As someone who has worked as a nanny for a rich family, I know how it feels to be somewhere between a servant and a friend, perceived as a sexual threat or an interloper, a backstory I repurposed and lent to Poppy.
Thursday House, where Truth Hurts mostly takes place, is based on a house I loved as a teenager. As a student I travelled between Bristol and London most weekends, and became attached to a beautiful stone house set on a hill somewhere in Wiltshire. I never set foot inside it, but it was a glorious indulgence to spend an afternoon imagining its lay-out and every tiny detail.

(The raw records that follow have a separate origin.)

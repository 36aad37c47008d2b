//! Shared application router builder.
//!
//! Provides [`build_app_router`] so both the production binary (`main.rs`)
//! and integration tests use the exact same middleware stack.

use std::time::Duration;

use axum::http::header::{AUTHORIZATION, CONTENT_TYPE};
use axum::http::{HeaderName, Method, StatusCode};
use axum::Router;
use tower_http::catch_panic::CatchPanicLayer;
use tower_http::cors::CorsLayer;
use tower_http::request_id::{MakeRequestUuid, PropagateRequestIdLayer, SetRequestIdLayer};
use tower_http::timeout::TimeoutLayer;
use tower_http::trace::{DefaultMakeSpan, DefaultOnResponse, TraceLayer};
use tracing::Level;

use crate::config::ServerConfig;
use crate::routes;
use crate::state::AppState;

/// Build the full application [`Router`] with all middleware layers.
///
/// The middleware stack is applied bottom-up:
///
/// 1. CORS
/// 2. Set request ID on incoming requests
/// 3. Structured request/response tracing
/// 4. Propagate request ID to response
/// 5. Request timeout
/// 6. Panic recovery (catch panics, return 500)
pub fn build_app_router(state: AppState, config: &ServerConfig) -> Router {
    let cors = build_cors_layer(config);
    let request_id_header = HeaderName::from_static("x-request-id");

    Router::new()
        // Health check at root level (not under /api).
        .merge(routes::health::router())
        // API routes.
        .nest("/api", routes::api_routes())
        // -- Middleware stack (applied bottom-up) --
        // Panic recovery: catch panics and return 500 JSON.
        .layer(CatchPanicLayer::new())
        // Request timeout.
        .layer(TimeoutLayer::with_status_code(
            StatusCode::REQUEST_TIMEOUT,
            Duration::from_secs(config.request_timeout_secs),
        ))
        // Propagate request ID to response.
        .layer(PropagateRequestIdLayer::new(request_id_header.clone()))
        // Structured request/response tracing.
        .layer(
            TraceLayer::new_for_http()
                .make_span_with(DefaultMakeSpan::new().level(Level::INFO))
                .on_response(DefaultOnResponse::new().level(Level::INFO)),
        )
        // Set request ID on incoming requests.
        .layer(SetRequestIdLayer::new(request_id_header, MakeRequestUuid))
        // CORS.
        .layer(cors)
        // Shared state.
        .with_state(state)
}

/// Build the CORS middleware layer from server configuration.
///
/// Panics at startup if any configured origin is invalid, which is the
/// desired behaviour -- we want misconfiguration to fail fast.
pub fn build_cors_layer(config: &ServerConfig) -> CorsLayer {
    let origins: Vec<_> = config
        .cors_origins
        .iter()
        .map(|o| {
            o.parse()
                .unwrap_or_else(|e| panic!("Invalid CORS origin '{o}': {e}"))
        })
        .collect();

    CorsLayer::new()
        .allow_origin(origins)
        .allow_methods([
            Method::GET,
            Method::POST,
            Method::PUT,
            Method::DELETE,
            Method::PATCH,
        ])
        .allow_headers([CONTENT_TYPE, AUTHORIZATION])
        .allow_credentials(true)
        .max_age(Duration::from_secs(3600))
}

As a woman married to an older man, it was irresistible to also place Poppy in the same social situations I’ve been in, so I wrote a weekend house party. I know from experience how hard it can be when you’re standing in a room full of newly inherited couple friends who are far older, more sophisticated and more worldly than you are, racking your brain for something to say which doesn’t sound completely juvenile. Though my husband’s friends are infinitely kinder than Drew’s are, pouring my own past insecurities into a fictional character was rather more of a therapy than I could have predicted.
I make no secret of the fact that the early chapters of the story are inspired by my favourite writer, Daphne du Maurier. I read Rebecca as a teenager – and have done so once a year since – and was always outraged by the second Mrs de Winter’s total inability to pull herself together and fight back. In writing Truth Hurts I was able to indulge in a fantasy about what would happen to a young woman in a huge house who did try to stamp her own hallmark all over the place. It transpired, somewhat to my surprise, that in doing so Poppy creates just as many problems as she solved.
I had intended that Truth Hurts would be a romantic whirlwind filled with secrets and tensions, propped up by interesting, complicated people. But my highest hope was that I could write a twist of an ending which even seasoned thriller readers didn’t see coming.